One of the biggest obstacles when hiring foreign national labor is the fact that U.S. immigration law has not been meaningfully updated in nearly 30 years. This leaves U.S. manufacturers trying to navigate an immigration system that was built for 20th-century employment with 21st-century employment needs.

Unless Congress passes legislation to increase the number of H-1B visas or makes other changes to existing immigration law to better match current labor needs, U.S. manufacturers must carefully plan to traverse immigration sponsorship for H-1B workers and work with immigration counsel on contingency plans.

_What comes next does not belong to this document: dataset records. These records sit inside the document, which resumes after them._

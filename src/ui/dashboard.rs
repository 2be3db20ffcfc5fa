use eframe::egui::{self, Align, Layout, RichText, Ui};
use egui_extras::{Column, TableBuilder};

use crate::report::DashboardReport;
use crate::report::charts::Chart;
use crate::report::kpi::{Kpi, Kpis, NO_DATA, format_thousands};
use crate::report::segments::SegmentRow;
use crate::ui::plot;

const CHARTS_PER_ROW: usize = 3;
const CHART_HEIGHT: f32 = 260.0;

// ---------------------------------------------------------------------------
// Central panel
// ---------------------------------------------------------------------------

/// The whole dashboard page for the current working dataset.
pub fn dashboard(ui: &mut Ui, report: &DashboardReport) {
    egui::ScrollArea::vertical()
        .auto_shrink([false, false])
        .show(ui, |ui: &mut Ui| {
            ui.heading("Credit Risk – Target & Risk Segmentation");
            ui.label(format!(
                "{} applicants in view",
                format_thousands(report.applicants as f64, 0)
            ));
            ui.add_space(8.0);

            kpi_grid(ui, &report.kpis);
            ui.separator();

            charts_grid(ui, &report.charts);
            ui.separator();

            ui.heading("Default Rate by Segment");
            segment_table(ui, &report.segments);
            ui.separator();

            insights(ui);
        });
}

// ---------------------------------------------------------------------------
// KPI tiles
// ---------------------------------------------------------------------------

fn kpi_grid(ui: &mut Ui, kpis: &Kpis) {
    for row in kpis.rows() {
        if row.is_empty() {
            continue;
        }
        ui.columns(row.len(), |columns: &mut [Ui]| {
            for (col, kpi) in columns.iter_mut().zip(row) {
                metric(col, kpi);
            }
        });
        ui.add_space(6.0);
    }
}

fn metric(ui: &mut Ui, kpi: &Kpi) {
    ui.group(|ui: &mut Ui| {
        ui.set_min_width(ui.available_width());
        ui.label(RichText::new(kpi.label).small());
        ui.label(RichText::new(kpi.display()).size(22.0).strong());
    });
}

// ---------------------------------------------------------------------------
// Charts
// ---------------------------------------------------------------------------

fn charts_grid(ui: &mut Ui, charts: &[Chart]) {
    for row in charts.chunks(CHARTS_PER_ROW) {
        ui.columns(CHARTS_PER_ROW, |columns: &mut [Ui]| {
            for (col, chart) in columns.iter_mut().zip(row) {
                plot::chart(col, chart, CHART_HEIGHT);
            }
        });
        ui.add_space(8.0);
    }
}

// ---------------------------------------------------------------------------
// Segment table
// ---------------------------------------------------------------------------

fn segment_table(ui: &mut Ui, rows: &[SegmentRow]) {
    if rows.is_empty() {
        ui.weak("No data");
        return;
    }

    TableBuilder::new(ui)
        .striped(true)
        .resizable(true)
        .vscroll(false)
        .cell_layout(Layout::left_to_right(Align::Center))
        .column(Column::auto().at_least(140.0))
        .column(Column::remainder().at_least(180.0))
        .column(Column::auto().at_least(90.0))
        .column(Column::auto().at_least(80.0))
        .column(Column::auto().at_least(100.0))
        .header(20.0, |mut header| {
            for title in ["Attribute", "Value", "Applicants", "Defaults", "Default Rate (%)"] {
                header.col(|ui: &mut Ui| {
                    ui.strong(title);
                });
            }
        })
        .body(|mut body| {
            for row in rows {
                body.row(18.0, |mut cells| {
                    cells.col(|ui: &mut Ui| {
                        ui.label(row.attribute.label());
                    });
                    cells.col(|ui: &mut Ui| {
                        ui.label(&row.value);
                    });
                    cells.col(|ui: &mut Ui| {
                        ui.label(format_thousands(row.applicants as f64, 0));
                    });
                    cells.col(|ui: &mut Ui| {
                        ui.label(format_thousands(row.defaults as f64, 0));
                    });
                    cells.col(|ui: &mut Ui| {
                        ui.label(
                            row.default_rate
                                .map_or_else(|| NO_DATA.to_string(), |r| format!("{:.2}", r * 100.0)),
                        );
                    });
                });
            }
        });
}

// ---------------------------------------------------------------------------
// Insights
// ---------------------------------------------------------------------------

const INSIGHTS: &[(&str, &str)] = &[
    ("Gender", "One gender group shows a slightly higher default rate."),
    ("Education", "Lower education groups tend to default more often."),
    ("Housing Type", "Applicants living in rented or municipal apartments show higher default risk."),
    ("Financial Factors", "Defaulters generally have lower income but higher credit relative to income."),
    ("Highest risk", "Low income, rented housing and lower education may warrant stricter credit checks."),
];

fn insights(ui: &mut Ui) {
    ui.heading("Insights");
    for (topic, text) in INSIGHTS {
        ui.horizontal_wrapped(|ui: &mut Ui| {
            ui.label(RichText::new(format!("• {topic}:")).strong());
            ui.label(*text);
        });
    }
}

Before beginning the H-1B sponsorship process, U.S. manufacturers may want to first try to take advantage of the F-1 Student – Optional Practical Training (OPT) employment authorization program. The OPT program allows U.S. employers to hire a foreign national who has recently graduated from a U.S. college or university for a period of up to one year. Because the OPT work authorization is administered by the U.S. college or university, the employer is not obligated to pay attorney or legal fees. If the employer also uses E-Verify, agrees to certain requirements under the OPT program and the foreign national worker graduated in a STEM field, it may be possible for the foreign national to apply for an additional two years of work authorization, for a total of three years. Once an employer hires a foreign national worker in the OPT program and would like to continue that foreign national’s work authorization, it is highly recommended that the employer retains an experienced business immigration attorney to devise a strategy for continued work authorization.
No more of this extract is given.